– Какие имена, каких слуг!.. – завопил он истерично. – Она же ваша дочь! А он – паук… И он жрет ее! Живьем! Сейчас! Сию секунду!

Княгиня медленно опустила ресницы. Толстяк, для которого это был, по-видимому, сигнал, шагнул вперед, почему-то пряча правую руку за спиной.

– Я не знаю их имен! – Игар вскочил, привычно отмеряя расстояние до толстяка, до полуоткрытого окна, до массивного рогатого подсвечника, украшавшего собой стол. Толстяк не ждет нападения – решил, вероятно, что Игар совсем уж раскис, расклеился; потому и руки развязал, как неосторожно, как неосто…

Не закончив мысли, он прыгнул. Очень удачно прыгнул, мягко, и подсвечник оказался даже тяжелее, чем он думал, растопыренные медные рога уставились толстяку в живот.

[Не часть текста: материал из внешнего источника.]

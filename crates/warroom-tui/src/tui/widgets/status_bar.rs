// Status bar widget: pick counter, pool size, data source, last action.

use ratatui::layout::Rect;
use ratatui::style::{Color, Style};
use ratatui::text::{Line, Span};
use ratatui::widgets::Paragraph;
use ratatui::Frame;

use warroom_core::catalog::CatalogMeta;

use crate::app::App;

/// Render the status bar into the given area.
///
/// Layout: [pick counter] | [available count] | [source] | [last action]
pub fn render(frame: &mut Frame, area: Rect, app: &App) {
    let engine = &app.engine;
    let mut spans = vec![
        Span::styled(
            format!(" Picks: {}", engine.pick_count()),
            Style::default().fg(Color::White),
        ),
        Span::styled(" | ", Style::default().fg(Color::Gray)),
        Span::styled(
            format!("{} available", engine.available_ids().len()),
            Style::default().fg(Color::White),
        ),
        Span::styled(" | ", Style::default().fg(Color::Gray)),
        Span::styled(source_label(engine.catalog().meta()), Style::default().fg(Color::Cyan)),
    ];

    if engine.is_complete() {
        spans.push(Span::styled(" | ", Style::default().fg(Color::Gray)));
        spans.push(Span::styled("Pool exhausted", Style::default().fg(Color::Yellow)));
    }

    if let Some(message) = &app.view.status_message {
        spans.push(Span::styled(" | ", Style::default().fg(Color::Gray)));
        spans.push(Span::styled(message.clone(), Style::default().fg(Color::Green)));
    }

    let paragraph = Paragraph::new(Line::from(spans)).style(Style::default().bg(Color::Black));
    frame.render_widget(paragraph, area);
}

/// "FantasyPros CSV, updated 2025-08-20" or just the source name.
pub fn source_label(meta: &CatalogMeta) -> String {
    let source = meta.source.as_deref().unwrap_or("unknown source");
    match meta.updated_at {
        Some(ts) => format!("{}, updated {}", source, ts.format("%Y-%m-%d")),
        None => source.to_string(),
    }
}

#[cfg(test)]
mod tests {
    use super::*;
    use ratatui::backend::TestBackend;
    use ratatui::Terminal;
    use warroom_core::catalog::{Catalog, StaticSource};
    use warroom_core::draft::DraftEngine;
    use warroom_core::player::{PlayerId, PlayerRecord, Position};

    fn test_app() -> App {
        let source = StaticSource::new(vec![
            PlayerRecord::new(1, "A", Position::Quarterback, "BUF", Some(7)),
            PlayerRecord::new(2, "B", Position::Quarterback, "BAL", Some(7)),
        ]);
        App::new(DraftEngine::new(Catalog::load(&source).unwrap()))
    }

    fn render_text(app: &App) -> String {
        let mut terminal = Terminal::new(TestBackend::new(120, 1)).unwrap();
        terminal
            .draw(|frame| render(frame, frame.area(), app))
            .unwrap();
        terminal
            .backend()
            .buffer()
            .content()
            .iter()
            .map(|c| c.symbol())
            .collect()
    }

    #[test]
    fn source_label_without_timestamp() {
        let meta = CatalogMeta {
            source: Some("static".into()),
            updated_at: None,
        };
        assert_eq!(source_label(&meta), "static");
        assert_eq!(source_label(&CatalogMeta::default()), "unknown source");
    }

    #[test]
    fn shows_counts_and_source() {
        let text = render_text(&test_app());
        assert!(text.contains("Picks: 0"));
        assert!(text.contains("2 available"));
        assert!(text.contains("static"));
        assert!(!text.contains("Pool exhausted"));
    }

    #[test]
    fn shows_status_message_and_exhaustion() {
        let mut app = test_app();
        app.engine.draft_player(PlayerId(1));
        app.engine.draft_player(PlayerId(2));
        app.view.status_message = Some("Drafted B".into());
        let text = render_text(&app);
        assert!(text.contains("Picks: 2"));
        assert!(text.contains("Pool exhausted"));
        assert!(text.contains("Drafted B"));
    }
}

– Я ничего не знаю! Было темно!

Крик был отвлекающим маневром; сейчас он удивит толстяка серией из трех приемов, голова-право – бедро-лево – шея-лево… Пусть только толстяк чуть-чуть приподнимет подбородок, пусть откроется…

Он шагнул по кругу, заставляя толстяка чуть повернуть голову:

– Не подходи. Изувечу. Не под…

Толстяк вытащил правую руку из-за спины. У Игара остановилось дыхание.

Там, где еще несколько минут назад была – или по крайней мере мерещилась – человеческая рука, сидело теперь громоздкое, многолапое, чешуйчатое сооружение, скорее похожее на отдельное живое существо. Обомлевший Игар различил иглы и кольца, крючья и непонятного назначения присоски – целый живодерский оркестр, изготовившийся к концерту, мастерская дознания, перчатка правды…

Секунда – он утратил бдительность. Всего лишь мгновение; спустя миг подсвечник смотрел в пустоту – толстяк беззвучно возник совершенно в другом месте. Гораздо ближе – и сбоку. То, что было на месте толстяковой руки, беспорядочно двигалось, жило обособленной жизнью.

Пальцы, держащие подсвечник, ослабели. Не до комбинаций – удержать бы свое оружие… Прости, Отец-Разбиватель, кажется, твой ученик посрамит тебя… Что-то нечисто с этим толстяком. Что-то с ним не все в порядке…

Где-то в стороне тихонько хмыкнула княгиня.

– Вы… – Игар не узнал собственного голоса. – Неужели вы никогда не люби…

Толстяк зевнул.

В следующее мгновение глаза его, ослепительно синие, оказались рядом с Игаровым лицом. Подсвечник грянулся бы на пол – если б левая рука толстяка, одетая в тонкую шелковую перчатку, не поймала его за миг до падения и не поставила бы аккуратно у Игаровых ног.

И снова где-то далеко-далеко мягко усмехнулась княгиня. Последним усилием воли Игар бросился в сторону; шелковая рука немыслимым образом оборвала его бросок, и от приторно-мягкого прикосновения ему захотелось быть покорным. Покориться и лечь.

– Ты, – глубокий голос княгини сделался бархатным, как ее траурное платье. – Ты понятия не имеешь, сынок, как это – любить…

Покорность оказалась вязкой, как смола. Синие лампы толстяковых глаз проникали до мозга костей; шелковая рука его лежала на горле, и Игар ощущал биение собственного пульса, в то время как руки сами, послушно, услужливо расстегивали рубаху.

– Послушайте… Я… Мы с Илазой… Лю…любим…

– Да, да… Ты ни о чем не имеешь понятия. И ты не стоял перед могилой, которая съела твоего… нет, не поймешь. Твой язык балаболит невесть что, и ты недостаточно искренен… Но это легко поправить, сынок.

Толстяк хмыкнул. Сложное железное сооружение, заменившее ему руку, зашевелилось, и из недр его выдвинулось нечто совершенно мерзкое. Левая, шелковая толстякова рука придерживала Игара за плечо, и прикосновение это вгоняло в паралич, лишало воли.

– Нет… Не-е-е…

– Не нравится? Не любишь?.. А вот я так живу каждый день, – голос княгини сделался усталым и бесцветным. – Потому что моя девочка умерла… из-за меня.